**ACTIVITY:**
Report each line of the records below that holds the word "ModuleInfo".
*** RECORDED DATA
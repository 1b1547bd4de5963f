// src/controller/scan.rs

use super::{Controller, ControllerState, ModuleInfo, Reply, ScanCursor, ScanStep};
use crate::common::{
    address::ModuleId,
    hal_traits::{Clock, LifecycleHooks, Storage},
    message::Message,
};
use log::{debug, info};

// Implementation block for module discovery
impl<'a, S, C, H> Controller<'a, S, C, H>
where
    S: Storage,
    C: Clock,
    H: LifecycleHooks,
{
    pub(super) fn start_scan(&mut self) -> ControllerState {
        info!("controller: scan started");
        self.hooks.scanning(true);
        self.roster.clear();

        if self.transports.is_empty() || self.max_modules == 0 {
            info!("controller: nothing to scan");
            return self.start_ask_slots();
        }

        ControllerState::Scan {
            cursor: ScanCursor { transport: 0, module: 0 },
            step: ScanStep::AskModule,
        }
    }

    pub(super) fn update_scan(&mut self, cursor: ScanCursor, step: ScanStep) -> ControllerState {
        match step {
            ScanStep::AskModule => {
                debug!("controller: probing module #{} on transport #{}", cursor.module, cursor.transport);
                let probe = Message::scan(self.id, ModuleId::new(cursor.module));
                let (started, timeout) = self.send(cursor.transport, &probe);
                ControllerState::Scan {
                    cursor,
                    step: ScanStep::WaitForModuleAnswer { started, timeout },
                }
            }

            ScanStep::WaitForModuleAnswer { started, timeout } => {
                match self.poll_reply(cursor.transport, started, timeout) {
                    Reply::Pending => ControllerState::Scan { cursor, step },
                    Reply::TimedOut => {
                        debug!("controller: module #{} not answering", cursor.module);
                        self.next_probe(cursor)
                    }
                    Reply::Received(answer) => {
                        let probed = ModuleId::new(cursor.module);
                        if let Some(scan_info) = answer.scan_info().filter(|_| self.is_answer(&answer, probed)) {
                            info!(
                                "controller: found module {} \"{}\" ({} broadcast, {} observe slots)",
                                probed, scan_info.name, scan_info.broadcast_slots, scan_info.observe_slots
                            );
                            self.roster.push(ModuleInfo::new(probed, cursor.transport, scan_info));
                        }
                        self.next_probe(cursor)
                    }
                }
            }
        }
    }

    /// Moves to the next address, wrapping to the next transport at
    /// `max_modules`. Past the last transport the scan is done.
    fn next_probe(&mut self, cursor: ScanCursor) -> ControllerState {
        let mut next = cursor;
        next.module += 1;
        if next.module >= self.max_modules {
            next.transport += 1;
            next.module = 0;
        }

        if next.transport >= self.transports.len() {
            info!(
                "controller: scan done, probed {} address(es) per transport, found {}",
                self.max_modules,
                self.roster.len()
            );
            return self.start_ask_slots();
        }

        ControllerState::Scan {
            cursor: next,
            step: ScanStep::AskModule,
        }
    }
}
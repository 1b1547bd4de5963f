// src/module/events.rs

use crate::common::{
    address::ModuleId,
    anydata::SlotObserver,
    event::Event,
    timing::EVENT_QUEUE_CAPACITY,
};
use core::cell::RefCell;
use heapless::Deque;
use log::{debug, trace};

/// Events waiting for the controller's next `EventRequest`.
///
/// Registered as the observer of the module's broadcast slots, so it has to
/// work through `&self`. An event equal to one already queued is dropped;
/// when full, the oldest event makes room.
#[derive(Debug)]
pub struct EventQueue {
    module_id: ModuleId,
    events: RefCell<Deque<Event, EVENT_QUEUE_CAPACITY>>,
}

impl EventQueue {
    pub fn new(module_id: ModuleId) -> Self {
        Self {
            module_id,
            events: RefCell::new(Deque::new()),
        }
    }

    pub fn push(&self, event: Event) {
        let mut events = self.events.borrow_mut();
        if events.iter().any(|queued| *queued == event) {
            trace!("event already queued");
            return;
        }
        if events.is_full() {
            debug!("event queue full, dropping oldest");
            events.pop_front();
        }
        // Cannot fail, a slot was freed above.
        let _ = events.push_back(event);
    }

    /// Next event in arrival order.
    pub fn pop(&self) -> Option<Event> {
        self.events.borrow_mut().pop_front()
    }

    pub fn len(&self) -> usize {
        self.events.borrow().len()
    }

    pub fn is_empty(&self) -> bool {
        self.events.borrow().is_empty()
    }
}

impl SlotObserver for EventQueue {
    fn slot_changed(&self, slot_id: u16) {
        self.push(Event::slot_data_changed(self.module_id, slot_id));
    }
}
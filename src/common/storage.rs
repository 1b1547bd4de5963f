// src/common/storage.rs

//! Typed values in byte storage.
//!
//! A saved value is laid out as two sentinel bytes followed by the value in
//! little-endian order. A fresh or foreign memory area won't carry the
//! sentinels, which reads back as "nothing saved" instead of garbage.

use super::hal_traits::Storage;
use super::wire::WireValue;
use super::types::MAX_SLOT_DATA_LEN;

/// Bytes written in front of every saved value.
pub const SENTINEL: [u8; 2] = [0x24, 0x19];

/// Storage address of the persisted controller ID.
pub const CONTROLLER_ID_ADDRESS: u16 = 0;

/// Widest value the helpers handle.
const MAX_VALUE_SIZE: usize = MAX_SLOT_DATA_LEN;

/// Reads a sentinel-prefixed `T` at `address`, `None` if nothing was saved there.
pub fn read_value<T: WireValue, S: Storage + ?Sized>(storage: &mut S, address: u16) -> Option<T> {
    for (i, expected) in SENTINEL.iter().enumerate() {
        if storage.read(address.wrapping_add(i as u16)) != *expected {
            return None;
        }
    }

    let mut raw = [0u8; MAX_VALUE_SIZE];
    let start = address.wrapping_add(SENTINEL.len() as u16);
    for (i, byte) in raw[..T::SIZE].iter_mut().enumerate() {
        *byte = storage.read(start.wrapping_add(i as u16));
    }
    Some(T::read_le(&raw[..T::SIZE]))
}

/// Writes `value` at `address`, sentinels first.
pub fn write_value<T: WireValue, S: Storage + ?Sized>(storage: &mut S, address: u16, value: T) {
    let mut raw = [0u8; MAX_VALUE_SIZE];
    value.write_le(&mut raw[..T::SIZE]);

    for (i, byte) in SENTINEL.iter().chain(raw[..T::SIZE].iter()).enumerate() {
        storage.write(address.wrapping_add(i as u16), *byte);
    }
}

/// In-memory storage. Reads past the end return `0xFF` (erased EEPROM),
/// writes past the end are dropped.
impl<const N: usize> Storage for [u8; N] {
    fn read(&mut self, address: u16) -> u8 {
        self.get(usize::from(address)).copied().unwrap_or(0xFF)
    }

    fn write(&mut self, address: u16, value: u8) {
        if let Some(slot) = self.get_mut(usize::from(address)) {
            *slot = value;
        }
    }
}
// src/common/anydata.rs

use super::error::BusError;
use super::message::SlotPayload;
use super::types::{DataType, Humidity, Temperature, MAX_SLOT_DATA_LEN};
use alloc::rc::Rc;
use arrayvec::ArrayVec;
use core::fmt;
use core::time::Duration;
use log::{debug, warn};

/// Receives change notifications from the slots it is registered on.
///
/// Called synchronously from inside the setter, so implementations must not
/// try to borrow the slot back.
pub trait SlotObserver {
    fn slot_changed(&self, slot_id: u16);
}

/// A typed, fixed-width slot value with change tracking.
///
/// The slot's [`DataType`] is fixed at construction. Typed setters silently
/// refuse values of another type and typed getters return an all-ones
/// sentinel instead. A setter that stores new content marks the slot as
/// triggered and notifies the observer; storing identical content is a no-op.
pub struct AnyData {
    kind: DataType,
    id: u16,
    data: ArrayVec<u8, MAX_SLOT_DATA_LEN>,
    has_data: bool,
    triggered: bool,
    observer: Option<Rc<dyn SlotObserver>>,
}

impl AnyData {
    pub fn new(kind: DataType, id: u16) -> Self {
        let mut data = ArrayVec::new();
        data.extend(core::iter::repeat(0).take(kind.size_in_bytes()));
        Self {
            kind,
            id,
            data,
            has_data: false,
            triggered: false,
            observer: None,
        }
    }

    /// Builds a slot mirror from a received slot-data payload.
    pub fn from_payload(payload: &SlotPayload) -> Result<Self, BusError> {
        let kind = DataType::from_u16(payload.data_type).ok_or(BusError::UnknownDataType(payload.data_type))?;
        let mut slot = Self::new(kind, payload.slot_id);
        slot.apply(payload)?;
        Ok(slot)
    }

    #[inline]
    pub fn id(&self) -> u16 {
        self.id
    }

    #[inline]
    pub fn kind(&self) -> DataType {
        self.kind
    }

    #[inline]
    pub fn has_data(&self) -> bool {
        self.has_data
    }

    /// Raw value bytes, always `kind().size_in_bytes()` long.
    #[inline]
    pub fn data(&self) -> &[u8] {
        &self.data
    }

    pub fn set_observer(&mut self, observer: Option<Rc<dyn SlotObserver>>) {
        self.observer = observer;
    }

    #[inline]
    pub fn is_triggered(&self) -> bool {
        self.triggered
    }

    pub fn clear_trigger(&mut self) {
        self.triggered = false;
    }

    /// Drops the current value. Triggers and notifies only if the slot had data.
    pub fn reset(&mut self) {
        if !self.has_data {
            return;
        }
        self.has_data = false;
        self.triggered = true;
        self.propagate();
    }

    // --- Typed setters ---

    pub fn set_byte(&mut self, value: u8) {
        if self.accepts(&[DataType::Byte]) {
            self.store(&[value]);
        }
    }

    pub fn set_word(&mut self, value: u16) {
        if self.accepts(&[DataType::Word]) {
            self.store(&value.to_le_bytes());
        }
    }

    /// Accepts `DWord` and `Luminosity` slots.
    pub fn set_dword(&mut self, value: u32) {
        if self.accepts(&[DataType::DWord, DataType::Luminosity]) {
            self.store(&value.to_le_bytes());
        }
    }

    /// Accepts `Temperature` and `SoilMoisture` slots.
    pub fn set_temperature(&mut self, value: Temperature) {
        if self.accepts(&[DataType::Temperature, DataType::SoilMoisture]) {
            self.store(&value.to_le_bytes());
        }
    }

    pub fn set_humidity(&mut self, value: Humidity) {
        if self.accepts(&[DataType::Humidity]) {
            self.store(&value.to_le_bytes());
        }
    }

    // --- Typed getters ---

    pub fn as_byte(&self) -> u8 {
        match self.kind {
            DataType::Byte => self.data[0],
            _ => u8::MAX,
        }
    }

    pub fn as_word(&self) -> u16 {
        match self.kind {
            DataType::Word => u16::from_le_bytes([self.data[0], self.data[1]]),
            _ => u16::MAX,
        }
    }

    pub fn as_dword(&self) -> u32 {
        match self.kind {
            DataType::DWord | DataType::Luminosity => {
                u32::from_le_bytes([self.data[0], self.data[1], self.data[2], self.data[3]])
            }
            _ => u32::MAX,
        }
    }

    pub fn as_temperature(&self) -> Temperature {
        match self.kind {
            DataType::Temperature | DataType::SoilMoisture => {
                Temperature::from_le_bytes([self.data[0], self.data[1], self.data[2]])
            }
            _ => Temperature::SENTINEL,
        }
    }

    pub fn as_humidity(&self) -> Humidity {
        match self.kind {
            DataType::Humidity => {
                let mut raw = [0u8; Humidity::SIZE];
                raw.copy_from_slice(&self.data);
                Humidity::from_le_bytes(raw)
            }
            _ => Humidity::SENTINEL,
        }
    }

    /// Stores bytes received from the bus.
    ///
    /// Type or width mismatches are rejected and leave the slot untouched.
    /// Changed content raises the trigger but does not notify the observer.
    pub fn set_raw(&mut self, kind: DataType, bytes: &[u8]) -> Result<(), BusError> {
        if kind != self.kind {
            warn!("slot {}: refusing {:?} data for {:?} slot", self.id, kind, self.kind);
            return Err(BusError::TypeMismatch { expected: self.kind, got: kind });
        }
        if bytes.len() != self.data.len() {
            warn!("slot {}: expected {} bytes, got {}", self.id, self.data.len(), bytes.len());
            return Err(BusError::LengthMismatch { expected: self.data.len(), got: bytes.len() });
        }

        let changed = !self.has_data || self.data.as_slice() != bytes;
        self.data.copy_from_slice(bytes);
        self.has_data = true;
        if changed {
            self.triggered = true;
        }
        Ok(())
    }

    /// Applies a received slot-data payload: data when `has_data`, reset otherwise.
    pub fn apply(&mut self, payload: &SlotPayload) -> Result<(), BusError> {
        if payload.slot_id != self.id {
            debug!("slot {}: payload is for slot {}", self.id, payload.slot_id);
        }
        let kind = DataType::from_u16(payload.data_type).ok_or(BusError::UnknownDataType(payload.data_type))?;
        if payload.has_data {
            self.set_raw(kind, &payload.data)
        } else if kind != self.kind {
            Err(BusError::TypeMismatch { expected: self.kind, got: kind })
        } else {
            self.reset();
            Ok(())
        }
    }

    fn accepts(&self, kinds: &[DataType]) -> bool {
        let ok = kinds.contains(&self.kind);
        if !ok {
            debug!("slot {}: {:?} slot cannot hold {:?}", self.id, self.kind, kinds[0]);
        }
        ok
    }

    fn store(&mut self, bytes: &[u8]) {
        if self.has_data && self.data.as_slice() == bytes {
            return;
        }
        self.data.copy_from_slice(bytes);
        self.has_data = true;
        self.triggered = true;
        self.propagate();
    }

    fn propagate(&self) {
        if let Some(observer) = &self.observer {
            observer.slot_changed(self.id);
        }
    }
}

impl fmt::Debug for AnyData {
    fn fmt(&self, f: &mut fmt::Formatter<'_>) -> fmt::Result {
        f.debug_struct("AnyData")
            .field("kind", &self.kind)
            .field("id", &self.id)
            .field("data", &self.data.as_slice())
            .field("has_data", &self.has_data)
            .field("triggered", &self.triggered)
            .field("observed", &self.observer.is_some())
            .finish()
    }
}

// --- Observe-slot timer ---

/// An observe slot: a mirror of someone else's data, refreshed by the
/// controller at `frequency`. When no data arrives within `timeout` the value
/// is reset. A `None` timeout never expires.
#[derive(Debug)]
pub struct AnyDataTimer {
    pub data: AnyData,
    last_data_at: Option<Duration>,
    timeout: Option<Duration>,
    frequency: Duration,
}

impl AnyDataTimer {
    pub fn new(data: AnyData, frequency: Duration, timeout: Option<Duration>) -> Self {
        Self {
            data,
            last_data_at: None,
            timeout,
            frequency,
        }
    }

    #[inline]
    pub fn frequency(&self) -> Duration {
        self.frequency
    }

    #[inline]
    pub fn timeout(&self) -> Option<Duration> {
        self.timeout
    }

    /// Stores fresh data and restarts the timeout.
    pub fn feed(&mut self, kind: DataType, bytes: &[u8], now: Duration) -> Result<(), BusError> {
        self.data.set_raw(kind, bytes)?;
        self.last_data_at = Some(now);
        Ok(())
    }

    /// Resets the value if the timeout elapsed. Returns `true` when it did.
    pub fn check(&mut self, now: Duration) -> bool {
        match (self.last_data_at, self.timeout) {
            (Some(last), Some(timeout)) if now.saturating_sub(last) > timeout => {
                debug!("observe slot {}: no data for {:?}", self.data.id(), timeout);
                self.data.reset();
                self.last_data_at = None;
                true
            }
            _ => false,
        }
    }
}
******
**RESULT FOR THIS EXERCISE:**
use super::{Controller, ControllerState, ModuleInfo, Reply, ScanCursor, ScanStep};
                            self.roster.push(ModuleInfo::new(probed, cursor.transport, scan_info));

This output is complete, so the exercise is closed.